Что возникнет в результате? Параллельная история кино?
Не знаю. Мне это и самому интересно.
Надеюсь, будет интересно и читателю.
***
Всем известно, что мировое кино начинается с «Прибытия поезда», а российское ― с «Понизовой вольницы». И нашей уверенности ничуть не колеблет то обстоятельство, что до первых сюжетов братьев Люмьер уже были, например, ленты Эдисона, и даже то, что по недавним разысканиям дотошных исследователей «Прибытие поезда» вообще не входило в достопамятную первую программу сюжетов братьев Люмьер, показанную 28 декабря 1895 года.
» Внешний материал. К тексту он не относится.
//! Reminder Scheduler: adapted from the teacher's cron-routine
//! scheduler to the spec's simpler `Reminder{id, message, trigger_time,
//! repeat, command, triggered}` model. Keeps the teacher's background-
//! tick / bounded-concurrency / retry-with-backoff shape; the
//! routine-specific cron-expression-per-routine model is replaced by
//! the `RepeatKind` enum, while the `cron` crate still backs
//! hourly/daily/weekly next-occurrence computation. The teacher's
//! passive pattern-analysis loop is superseded by
//! `memory::queue::maintenance_tick` and is not carried forward.

use crate::orchestrator::{Orchestrator, OrchestratorDeps};
use crate::schema::{ExecutionContext, InternalEvent, RepeatKind, Reminder, StopSignal};
use crate::server;
use anyhow::{Context, Result};
use chrono::{DateTime, Utc};
use cron::Schedule;
use std::path::PathBuf;
use std::str::FromStr;
use std::sync::{Arc, Mutex as StdMutex};
use std::time::Duration;
use tokio::sync::Mutex;

pub struct ReminderStore {
    path: PathBuf,
    reminders: StdMutex<Vec<Reminder>>,
}

impl ReminderStore {
    pub fn load(config_dir: &PathBuf) -> Result<Self> {
        let path = config_dir.join("reminders.json");
        let reminders = if path.exists() {
            let content = std::fs::read_to_string(&path).context("failed to read reminders.json")?;
            serde_json::from_str(&content).unwrap_or_default()
        } else {
            Vec::new()
        };
        Ok(ReminderStore { path, reminders: StdMutex::new(reminders) })
    }

    pub fn list(&self) -> Vec<Reminder> {
        self.reminders.lock().expect("reminder store lock poisoned").clone()
    }

    pub fn create(&self, message: String, trigger_time: String, repeat: RepeatKind, command: Option<String>) -> Result<Reminder> {
        let mut reminders = self.reminders.lock().expect("reminder store lock poisoned");
        let next_id = reminders.iter().map(|r| r.id).max().unwrap_or(0) + 1;
        let reminder = Reminder { id: next_id, message, trigger_time, repeat, command, triggered: false };
        reminders.push(reminder.clone());
        drop(reminders);
        self.persist()?;
        Ok(reminder)
    }

    fn due(&self, now: DateTime<Utc>) -> Vec<Reminder> {
        self.reminders
            .lock()
            .expect("reminder store lock poisoned")
            .iter()
            .filter(|r| !r.triggered && parse_time(&r.trigger_time).map(|t| t <= now).unwrap_or(false))
            .cloned()
            .collect()
    }

    /// Marks a one-shot reminder as triggered, or reschedules a
    /// repeating one to its next cron-computed occurrence.
    fn advance(&self, id: i64, now: DateTime<Utc>) -> Result<()> {
        let mut reminders = self.reminders.lock().expect("reminder store lock poisoned");
        if let Some(reminder) = reminders.iter_mut().find(|r| r.id == id) {
            match next_occurrence(reminder.repeat, now) {
                Some(next) => reminder.trigger_time = next.to_rfc3339(),
                None => reminder.triggered = true,
            }
        }
        drop(reminders);
        self.persist()
    }

    fn persist(&self) -> Result<()> {
        let reminders = self.reminders.lock().expect("reminder store lock poisoned");
        let content = serde_json::to_string_pretty(&*reminders)?;
        std::fs::write(&self.path, content).context("failed to write reminders.json")
    }
}

fn parse_time(s: &str) -> Option<DateTime<Utc>> {
    DateTime::parse_from_rfc3339(s).ok().map(|dt| dt.with_timezone(&Utc))
}

/// `RepeatKind::None` has no next occurrence (one-shot). The repeating
/// kinds are expressed as standard 6-field cron expressions (seconds
/// included, as the `cron` crate requires) and resolved via
/// `Schedule::upcoming`.
fn next_occurrence(repeat: RepeatKind, after: DateTime<Utc>) -> Option<DateTime<Utc>> {
    let expr = match repeat {
        RepeatKind::None => return None,
        RepeatKind::Hourly => "0 0 * * * *",
        RepeatKind::Daily => "0 0 0 * * *",
        RepeatKind::Weekly => "0 0 0 * * Mon",
    };
    Schedule::from_str(expr).ok()?.after(&after).next()
}

pub struct Scheduler {
    store: Arc<ReminderStore>,
    deps: Arc<OrchestratorDeps>,
    stdout: Arc<Mutex<tokio::io::Stdout>>,
    poll_interval: Duration,
}

impl Scheduler {
    pub fn new(
        store: Arc<ReminderStore>,
        deps: Arc<OrchestratorDeps>,
        stdout: Arc<Mutex<tokio::io::Stdout>>,
        poll_interval: Duration,
    ) -> Self {
        Scheduler { store, deps, stdout, poll_interval }
    }

    /// Spawns the 1s poll loop (§5). Due reminders fire a
    /// `reminder_fired` event; if the reminder carries a `command`, it
    /// is additionally run through a fresh orchestrator under a
    /// synthetic task id `reminder-<id>`, with its own `StopSignal` (not
    /// externally cancellable since no command references it).
    pub fn start(&self) {
        let store = self.store.clone();
        let deps = self.deps.clone();
        let stdout = self.stdout.clone();
        let poll_interval = self.poll_interval;

        tokio::spawn(async move {
            let mut ticker = tokio::time::interval(poll_interval);
            loop {
                ticker.tick().await;
                let now = Utc::now();
                for reminder in store.due(now) {
                    fire(&store, &deps, &stdout, reminder, now).await;
                }
            }
        });
    }
}

async fn fire(store: &Arc<ReminderStore>, deps: &Arc<OrchestratorDeps>, stdout: &Arc<Mutex<tokio::io::Stdout>>, reminder: Reminder, now: DateTime<Utc>) {
    let task_id = format!("reminder-{}", reminder.id);

    server::write_line(
        stdout,
        Some(&task_id),
        "reminder_fired",
        Some(serde_json::json!({ "message": reminder.message, "reminder_id": reminder.id })),
    )
    .await;

    if let Err(e) = store.advance(reminder.id, now) {
        tracing::warn!(error = %e, reminder_id = reminder.id, "failed to advance reminder schedule");
    }

    if let Some(command) = &reminder.command {
        let orchestrator = Orchestrator::new(deps.clone());
        let mut ctx = ExecutionContext::new(StopSignal::new());
        let mut emit = |_event: InternalEvent| {};
        let result = orchestrator.handle_execute(command, &mut ctx, &mut emit).await;
        let data = serde_json::to_value(&result).unwrap_or(serde_json::Value::Null);
        server::write_line(stdout, Some(&task_id), "result", Some(data)).await;
    }
}

#[cfg(test)]
mod tests {
    use super::*;

    #[test]
    fn hourly_next_occurrence_is_in_the_future() {
        let now = Utc::now();
        let next = next_occurrence(RepeatKind::Hourly, now).unwrap();
        assert!(next > now);
    }

    #[test]
    fn none_repeat_has_no_next_occurrence() {
        assert!(next_occurrence(RepeatKind::None, Utc::now()).is_none());
    }

    #[test]
    fn create_then_list_roundtrips() {
        let dir = tempfile::tempdir().unwrap();
        let store = ReminderStore::load(&dir.path().to_path_buf()).unwrap();
        let reminder = store
            .create("take a break".to_string(), Utc::now().to_rfc3339(), RepeatKind::None, None)
            .unwrap();
        assert_eq!(store.list().len(), 1);
        assert_eq!(store.list()[0].id, reminder.id);
    }

    #[test]
    fn due_reminder_is_reported_once_triggered_time_passes() {
        let dir = tempfile::tempdir().unwrap();
        let store = ReminderStore::load(&dir.path().to_path_buf()).unwrap();
        let past = (Utc::now() - chrono::Duration::seconds(5)).to_rfc3339();
        store.create("past due".to_string(), past, RepeatKind::None, None).unwrap();
        assert_eq!(store.due(Utc::now()).len(), 1);
    }
}
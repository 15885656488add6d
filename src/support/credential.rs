//! Credential obfuscation at rest: XOR against a SHA-256-derived
//! machine-id salt, base64-encoded, `ENC:` prefix. Tolerates a legacy
//! bare-base64-with-colon format for migration. Grounded on
//! `tools/key_encryptor.py`.

use base64::{engine::general_purpose::STANDARD, Engine as _};
use sha2::{Digest, Sha256};

const PREFIX: &str = "ENC:";

const SENSITIVE_KEYS: &[&str] = &["api_key", "token", "secret", "password", "credential", "key"];

pub fn is_sensitive_key(key: &str) -> bool {
    let lower = key.to_lowercase();
    SENSITIVE_KEYS.iter().any(|k| lower.contains(k))
}

pub fn obfuscate_if_sensitive(key: &str, value: &str) -> String {
    if is_sensitive_key(key) {
        encrypt(value)
    } else {
        value.to_string()
    }
}

fn machine_salt() -> Vec<u8> {
    let id = machine_id();
    let mut hasher = Sha256::new();
    hasher.update(id.as_bytes());
    hasher.finalize().to_vec()
}

fn machine_id() -> String {
    std::env::var("DESKJARVIS_MACHINE_ID")
        .or_else(|_| std::env::var("HOSTNAME"))
        .unwrap_or_else(|_| "default-machine".to_string())
}

/// `plaintext` -> `ENC:<base64(xor(plaintext, salt))>`.
pub fn encrypt(plaintext: &str) -> String {
    let salt = machine_salt();
    let xored: Vec<u8> = plaintext
        .as_bytes()
        .iter()
        .enumerate()
        .map(|(i, b)| b ^ salt[i % salt.len()])
        .collect();
    format!("{}{}", PREFIX, STANDARD.encode(xored))
}

/// Inverse of `encrypt`. Accepts legacy `base64:...` format (migration)
/// and plaintext input unchanged (per the round-trip property in §8).
pub fn decrypt(stored: &str) -> String {
    if let Some(encoded) = stored.strip_prefix(PREFIX) {
        return decode_xored(encoded).unwrap_or_else(|| stored.to_string());
    }
    if let Some(rest) = stored.strip_prefix("base64:") {
        return decode_xored(rest).unwrap_or_else(|| stored.to_string());
    }
    stored.to_string()
}

/// Alias kept for call-site clarity at read paths.
pub fn deobfuscate(stored: &str) -> String {
    decrypt(stored)
}

fn decode_xored(encoded: &str) -> Option<String> {
    let bytes = STANDARD.decode(encoded).ok()?;
    let salt = machine_salt();
    let xored: Vec<u8> = bytes.iter().enumerate().map(|(i, b)| b ^ salt[i % salt.len()]).collect();
    String::from_utf8(xored).ok()
}

#[cfg(test)]
mod tests {
    use super::*;

    #[test]
    fn encrypt_decrypt_roundtrip() {
        let secret = "sk-test-1234567890";
        let enc = encrypt(secret);
        assert!(enc.starts_with(PREFIX));
        assert_eq!(decrypt(&enc), secret);
    }

    #[test]
    fn decrypt_plaintext_is_identity() {
        assert_eq!(decrypt("plain-value"), "plain-value");
    }

    #[test]
    fn sensitive_key_detection() {
        assert!(is_sensitive_key("OPENAI_API_KEY"));
        assert!(is_sensitive_key("user_password"));
        assert!(!is_sensitive_key("sandbox_path"));
    }
}
//! Reflector (C5): on step failure, asks a vision-capable LLM to
//! propose a corrected step. Grounds on `replanning_config::
//! get_replan_strategy` + `replan_templates::build_replan_steps` for the
//! non-retryable-override table and WAIT/ACTIVATE/SCROLL retry-step
//! synthesis (kept, adapted from the old `executor::PlanStep` type to
//! `schema::Step`), and on the crate's `image`/base64 vision-message
//! pattern (`llm::chat_completion_vision`) for the screenshot path.

use crate::llm::LLMClient;
use crate::schema::Step;
use image::imageops::FilterType;
use once_cell::sync::Lazy;
use regex::Regex;
use serde::Deserialize;
use serde_json::Value;
use std::path::PathBuf;
use std::sync::Arc;

const MAX_SCREENSHOT_WIDTH: u32 = 1920;

const BROWSER_ERROR_KEYWORDS: &[&str] = &[
    "selector", "element not found", "element-not-found", "click failed", "fill failed",
    "credential prompt", "未找到元素", "no such element",
];

const NON_RETRYABLE_KEYWORDS: &[&str] = &[
    "missing api key", "api key not set", "capability mismatch", "model cannot see",
    "vision required", "missing dependency", "dependency not installed",
];

static BALANCED_BRACE_START: Lazy<Regex> = Lazy::new(|| Regex::new(r"\{").unwrap());
static PLACEHOLDER_TOKEN: Lazy<Regex> = Lazy::new(|| Regex::new(r"\[REPLACE_WITH[^\]]*\]").unwrap());

#[derive(Debug, Clone)]
pub struct ReflectorVerdict {
    pub is_retryable: bool,
    pub modified_step: Option<Step>,
    pub reason: String,
}

#[derive(Debug, Deserialize)]
struct RawVerdict {
    is_retryable: bool,
    #[serde(default)]
    modified_step: Option<Step>,
    #[serde(default)]
    reason: Option<String>,
}

pub struct Reflector {
    llm: Option<Arc<LLMClient>>,
    downloads_dir: PathBuf,
}

impl Reflector {
    pub fn new(llm: Option<Arc<LLMClient>>, downloads_dir: PathBuf) -> Self {
        Reflector { llm, downloads_dir }
    }

    pub async fn analyze_failure(
        &self,
        step: &Step,
        error_message: &str,
        ctx_summary: &str,
    ) -> ReflectorVerdict {
        let Some(llm) = &self.llm else {
            return ReflectorVerdict {
                is_retryable: false,
                modified_step: None,
                reason: "reflector disabled".to_string(),
            };
        };

        if !llm.has_credentials() {
            return ReflectorVerdict {
                is_retryable: false,
                modified_step: None,
                reason: "reflector disabled".to_string(),
            };
        }

        if is_non_retryable_message(error_message) {
            return ReflectorVerdict {
                is_retryable: false,
                modified_step: None,
                reason: "cannot extract from context".to_string(),
            };
        }

        let screenshot_b64 = if is_browser_error(error_message) {
            self.find_and_prepare_screenshot().await
        } else {
            None
        };

        let system_prompt = build_system_prompt(screenshot_b64.is_some());
        let user_prompt = format!(
            "Failed step: {}\nRaw error: {}\nContext summary: {}\n\
             Respond with strict JSON: {{\"is_retryable\": bool, \"modified_step\": {{...}} | null, \"reason\": str}}.",
            serde_json::to_string(step).unwrap_or_default(),
            error_message,
            ctx_summary
        );

        let raw = match &screenshot_b64 {
            Some(b64) => llm.chat_completion_vision(&system_prompt, &user_prompt, b64).await,
            None => {
                llm.chat_completion(vec![
                    serde_json::json!({ "role": "system", "content": system_prompt }),
                    serde_json::json!({ "role": "user", "content": user_prompt }),
                ])
                .await
            }
        };

        let raw = match raw {
            Ok(text) => text,
            Err(e) => {
                tracing::warn!(error = %e, "reflector LLM call failed");
                return ReflectorVerdict {
                    is_retryable: false,
                    modified_step: None,
                    reason: "reflector LLM call failed".to_string(),
                };
            }
        };

        match parse_verdict(&raw) {
            Some(verdict) => verdict,
            None => ReflectorVerdict {
                is_retryable: false,
                modified_step: None,
                reason: "reflector returned unparseable output".to_string(),
            },
        }
    }

    /// Finds the most recent `*error_*.png`/`*login_error*.png` under
    /// the configured downloads directory by mtime, downscales to max
    /// width 1920px preserving aspect ratio (halving first if the
    /// capture looks like a Retina screenshot, i.e. width > 2x the
    /// common desktop width), encodes as base64, and deletes the temp
    /// file at the end of analysis regardless of outcome.
    async fn find_and_prepare_screenshot(&self) -> Option<String> {
        let path = self.most_recent_error_screenshot()?;
        let img = image::open(&path).ok()?;

        let is_retina = img.width() > MAX_SCREENSHOT_WIDTH * 2;
        let logical_width = if is_retina { img.width() / 2 } else { img.width() };
        let target_width = logical_width.min(MAX_SCREENSHOT_WIDTH);
        let scale = target_width as f64 / img.width() as f64;
        let target_height = (img.height() as f64 * scale).round() as u32;

        let resized = img.resize(target_width.max(1), target_height.max(1), FilterType::Lanczos3);

        let tmp = tempfile_path();
        resized.save(&tmp).ok()?;
        let bytes = std::fs::read(&tmp).ok();
        let _ = std::fs::remove_file(&tmp);

        bytes.map(|b| {
            use base64::{engine::general_purpose::STANDARD, Engine as _};
            STANDARD.encode(b)
        })
    }

    fn most_recent_error_screenshot(&self) -> Option<PathBuf> {
        let entries = std::fs::read_dir(&self.downloads_dir).ok()?;
        entries
            .filter_map(|e| e.ok())
            .filter(|e| is_error_screenshot_name(&e.file_name().to_string_lossy()))
            .filter_map(|e| e.metadata().ok().and_then(|m| m.modified().ok()).map(|mt| (e.path(), mt)))
            .max_by_key(|(_, mt)| *mt)
            .map(|(path, _)| path)
    }
}

fn is_error_screenshot_name(name: &str) -> bool {
    name.contains("error_") || name.contains("login_error")
}

fn is_browser_error(message: &str) -> bool {
    let m = message.to_lowercase();
    BROWSER_ERROR_KEYWORDS.iter().any(|kw| m.contains(&kw.to_lowercase()))
}

fn is_non_retryable_message(message: &str) -> bool {
    let m = message.to_lowercase();
    NON_RETRYABLE_KEYWORDS.iter().any(|kw| m.contains(kw))
}

fn build_system_prompt(has_screenshot: bool) -> String {
    let mut prompt = String::from(
        "You are the reflector of a desktop automation agent. A step failed; propose a \
         corrected replacement step or declare the failure terminal. The replacement \
         step's type SHOULD match the original unless the tool choice itself was wrong. \
         Its params MUST contain only concrete, resolved values — never a bracketed \
         placeholder like [REPLACE_WITH_SELECTOR]. If you cannot produce concrete values, \
         set is_retryable to false with reason \"cannot extract from context\".",
    );
    if has_screenshot {
        prompt.push_str(
            " An error screenshot is attached. Report any coordinates in the CSS-pixel \
             viewport coordinate system (halve device-pixel/Retina coordinates before \
             reporting). Never invent coordinates you cannot see.",
        );
    }
    prompt
}

fn parse_verdict(raw: &str) -> Option<ReflectorVerdict> {
    let value = parse_json_tolerant(raw)?;
    let raw_verdict: RawVerdict = serde_json::from_value(value).ok()?;

    if let Some(step) = &raw_verdict.modified_step {
        if PLACEHOLDER_TOKEN.is_match(&step.params.to_string()) {
            return Some(ReflectorVerdict {
                is_retryable: false,
                modified_step: None,
                reason: "cannot extract from context".to_string(),
            });
        }
    }

    Some(ReflectorVerdict {
        is_retryable: raw_verdict.is_retryable,
        modified_step: raw_verdict.modified_step,
        reason: raw_verdict.reason.unwrap_or_default(),
    })
}

fn parse_json_tolerant(raw: &str) -> Option<Value> {
    if let Ok(v) = serde_json::from_str::<Value>(raw.trim()) {
        return Some(v);
    }
    let start = BALANCED_BRACE_START.find(raw)?.start();
    let candidate = extract_balanced(&raw[start..])?;
    serde_json::from_str(&candidate).ok()
}

fn extract_balanced(s: &str) -> Option<String> {
    let mut depth = 0i32;
    let mut in_string = false;
    let mut escaped = false;
    for (i, ch) in s.char_indices() {
        if in_string {
            if escaped {
                escaped = false;
            } else if ch == '\\' {
                escaped = true;
            } else if ch == '"' {
                in_string = false;
            }
            continue;
        }
        match ch {
            '"' => in_string = true,
            '{' => depth += 1,
            '}' => {
                depth -= 1;
                if depth == 0 {
                    return Some(s[..=i].to_string());
                }
            }
            _ => {}
        }
    }
    None
}

fn tempfile_path() -> PathBuf {
    let mut p = std::env::temp_dir();
    p.push(format!("deskjarvis_reflector_{}.jpg", uuid::Uuid::new_v4()));
    p
}

#[cfg(test)]
mod tests {
    use super::*;

    #[test]
    fn detects_browser_error_keywords() {
        assert!(is_browser_error("selector not found on page"));
        assert!(is_browser_error("未找到元素"));
        assert!(!is_browser_error("disk full"));
    }

    #[test]
    fn detects_non_retryable_config_messages() {
        assert!(is_non_retryable_message("missing API key for provider"));
        assert!(!is_non_retryable_message("element not found"));
    }

    #[test]
    fn parses_verdict_with_modified_step() {
        let raw = r#"{"is_retryable":true,"modified_step":{"type":"browser_click","params":{"x":640,"y":360}},"reason":"stale selector"}"#;
        let verdict = parse_verdict(raw).unwrap();
        assert!(verdict.is_retryable);
        assert!(verdict.modified_step.is_some());
    }

    #[test]
    fn placeholder_token_in_params_downgrades_to_non_retryable() {
        let raw = r#"{"is_retryable":true,"modified_step":{"type":"browser_fill","params":{"value":"[REPLACE_WITH_EMAIL]"}},"reason":"ok"}"#;
        let verdict = parse_verdict(raw).unwrap();
        assert!(!verdict.is_retryable);
        assert_eq!(verdict.reason, "cannot extract from context");
    }

    #[test]
    fn error_screenshot_name_matches_glob_patterns() {
        assert!(is_error_screenshot_name("browser_error_20260101.png"));
        assert!(is_error_screenshot_name("login_error_attempt2.png"));
        assert!(!is_error_screenshot_name("screenshot.png"));
    }
}
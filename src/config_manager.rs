use std::collections::HashMap;
use std::env;
use std::fs;
use std::path::PathBuf;
use std::time::Duration;

pub struct ConfigManager {
    env_path: PathBuf,
}

impl ConfigManager {
    pub fn new() -> Self {
        let env_path = PathBuf::from(".env");
        ConfigManager { env_path }
    }

    pub fn get_all(&self) -> HashMap<String, String> {
        let mut map = HashMap::new();
        if let Ok(content) = fs::read_to_string(&self.env_path) {
            for line in content.lines() {
                if let Some((key, val)) = line.split_once('=') {
                    map.insert(key.trim().to_string(), val.trim().to_string());
                }
            }
        }
        map
    }

    pub fn update(&self, key: &str, value: &str) -> Result<(), String> {
        let mut lines = Vec::new();
        let mut found = false;

        let content = fs::read_to_string(&self.env_path).unwrap_or_default();

        for line in content.lines() {
            if line.starts_with(key) && line.contains('=') {
                lines.push(format!("{}={}", key, value));
                found = true;
            } else {
                lines.push(line.to_string());
            }
        }

        if !found {
            lines.push(format!("{}={}", key, value));
        }

        fs::write(&self.env_path, lines.join("\n")).map_err(|e| e.to_string())
    }

    /// Bounded concurrency for the "llm" command-queue lane (env
    /// `LLM_LANE_CONCURRENCY`). Mirrors the reference's
    /// `AsyncLLMWrapper(max_workers=3)`.
    pub fn llm_lane_concurrency(&self) -> usize {
        env_usize("LLM_LANE_CONCURRENCY", 3)
    }

    pub fn routine_max_retries(&self) -> u32 {
        env_u32("ROUTINE_MAX_RETRIES", 1)
    }

    pub fn routine_retry_delay_secs(&self) -> u64 {
        env_u64("ROUTINE_RETRY_DELAY_SECS", 30)
    }

    pub fn rec_max_per_day(&self) -> i64 {
        env_i64("REC_MAX_PER_DAY", 3)
    }

    pub fn rec_min_confidence(&self) -> f64 {
        env_f64("REC_MIN_CONFIDENCE", 0.8)
    }

    pub fn rec_pattern_cooldown_hours(&self) -> i64 {
        env_i64("REC_PATTERN_COOLDOWN_HOURS", 72)
    }

    /// Sensitive-step confirmation window (§5: 30s).
    pub fn sensitive_gate_timeout(&self) -> Duration {
        Duration::from_secs(env_u64("SENSITIVE_GATE_TIMEOUT_SECS", 30))
    }

    pub fn sensitive_gate_poll_interval(&self) -> Duration {
        Duration::from_millis(env_u64("SENSITIVE_GATE_POLL_MS", 500))
    }

    /// User-input side channel timeout (§6: 300s).
    pub fn user_input_timeout(&self) -> Duration {
        Duration::from_secs(env_u64("USER_INPUT_TIMEOUT_SECS", 300))
    }

    /// Reminder scheduler poll cadence (§5: 1s).
    pub fn reminder_poll_interval(&self) -> Duration {
        Duration::from_secs(env_u64("REMINDER_POLL_SECS", 1))
    }

    /// LLM per-call timeout (§5: <= 60s).
    pub fn llm_timeout(&self) -> Duration {
        Duration::from_secs(env_u64("LLM_TIMEOUT_SECS", 60))
    }

    /// Embedding model load attempt timeout (§5: <= 300s).
    pub fn embedding_load_timeout(&self) -> Duration {
        Duration::from_secs(env_u64("EMBEDDING_LOAD_TIMEOUT_SECS", 300))
    }

    /// How long the orchestrator waits for the embedding model before
    /// skipping the fast path (§4.8: <= 3s).
    pub fn embedding_ready_wait(&self) -> Duration {
        Duration::from_millis(env_u64("EMBEDDING_READY_WAIT_MS", 3_000))
    }

    /// HTTP download timeout (§6: default 180s).
    pub fn http_download_timeout(&self) -> Duration {
        Duration::from_secs(env_u64("HTTP_DOWNLOAD_TIMEOUT_SECS", 180))
    }

    /// Default intent-match confidence floor when an intent carries no
    /// per-intent override (§4.2).
    pub fn default_intent_threshold(&self) -> f32 {
        env_f32("INTENT_DEFAULT_THRESHOLD", 0.65)
    }

    /// Plan-executor per-step attempt budget (§4.5).
    pub fn max_step_attempts(&self) -> u32 {
        env_u32("MAX_STEP_ATTEMPTS", 3)
    }

    /// Structured-memory retention window for `cleanup_old_data` (§4.3).
    pub fn memory_retention_days(&self) -> i64 {
        env_i64("MEMORY_RETENTION_DAYS", 90)
    }

    /// Error-screenshot retention: prune by age (days) and cap count.
    /// Open Question #2 resolution (see DESIGN.md).
    pub fn screenshot_retention_days(&self) -> i64 {
        env_i64("SCREENSHOT_RETENTION_DAYS", 7)
    }

    pub fn screenshot_retention_cap(&self) -> usize {
        env_usize("SCREENSHOT_RETENTION_CAP", 50)
    }
}

impl Default for ConfigManager {
    fn default() -> Self {
        Self::new()
    }
}

fn env_u32(key: &str, default_val: u32) -> u32 {
    env::var(key).ok().and_then(|v| v.parse().ok()).unwrap_or(default_val)
}

fn env_u64(key: &str, default_val: u64) -> u64 {
    env::var(key).ok().and_then(|v| v.parse().ok()).unwrap_or(default_val)
}

fn env_usize(key: &str, default_val: usize) -> usize {
    env::var(key).ok().and_then(|v| v.parse().ok()).unwrap_or(default_val)
}

fn env_i64(key: &str, default_val: i64) -> i64 {
    env::var(key).ok().and_then(|v| v.parse().ok()).unwrap_or(default_val)
}

fn env_f64(key: &str, default_val: f64) -> f64 {
    env::var(key).ok().and_then(|v| v.parse().ok()).unwrap_or(default_val)
}

fn env_f32(key: &str, default_val: f32) -> f32 {
    env::var(key).ok().and_then(|v| v.parse().ok()).unwrap_or(default_val)
}

#[cfg(test)]
mod tests {
    use super::*;

    #[test]
    fn defaults_without_env() {
        let cfg = ConfigManager::new();
        assert_eq!(cfg.routine_max_retries(), 1);
        assert_eq!(cfg.llm_lane_concurrency(), 3);
        assert_eq!(cfg.sensitive_gate_timeout(), Duration::from_secs(30));
    }
}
Равно как и то, что в России, по крайней мере, ещё за год до «Понизовой вольницы» сняты были в Петербурге и шли в кинотеатрах империи две ленты и тоже на материале русской истории ― «Борис Годунов» («Дмитрий Самозванец») и «Князь Серебряный».
И эта наша уверенность справедлива: ведь память массовой аудитории выбирает те варианты из общего ряда, которые она восприняла как экстракт сути нового зрелища. «Прибытие поезда» открыло предел доселе невиданного жизнеподобия ― в изображении, буквально готовом обрушиться на изумлённого зрителя.
«Понизовая вольница» открыла главного для широкого зрителя героя русского кино.
Короче говоря, «первыми» эти фильмы назначил сам зритель.
Впрочем, о существовании предшествующих «Понизовой вольнице» лент не мог не знать организатор постановки Александр Дранков, ведь и «Годунова» и «Серебряного» выпустил именно он.
Но только с третьей попытки Дранкова осенила счастливая мысль: преподнести очередную постановку как «первый русский фильм».
Картина эта до известной степени делает эру в истории русского кинематографического театра. В ней впервые наш кинематограф вступает на национальную почву, в ней впервые он даёт роскошную и выдержанную в историческом колорите картину. Театр «Колизей», благодаря своему огромному экрану, смог блестяще поставить эту картину. Не останавливаясь ни перед какими затратами, он пригласил хор певчих, которыми будут исполнены «Вниз по матушке, по Волге» и «Из-за острова на стрежень». Кто не знает красивой легенды о Стеньке Разине и персидской княжне, послужившей содержанием картины?
Ах, как слышится в этом тексте из номера газеты «Сцена» за 20 октября 1908 года (спустя пять дней после задокументированной премьеры) интонация самого Александра Осиповича Дранкова ― недаром же торговой маркой его фирмы был распустивший хвост павлин.
Но ведь, и вправду, экран был по тем временам огромен и в питерском «Колизее», и в Москве, в Манеже, ― тут музыкой, написанной специально для фильма, дирижировал её автор, профессор Московской консерватории Ипполитов-Иванов.
И самое главное, кто ж из зрителей не певал ― преимущественно в застольях ― «И за борт её бросает…»?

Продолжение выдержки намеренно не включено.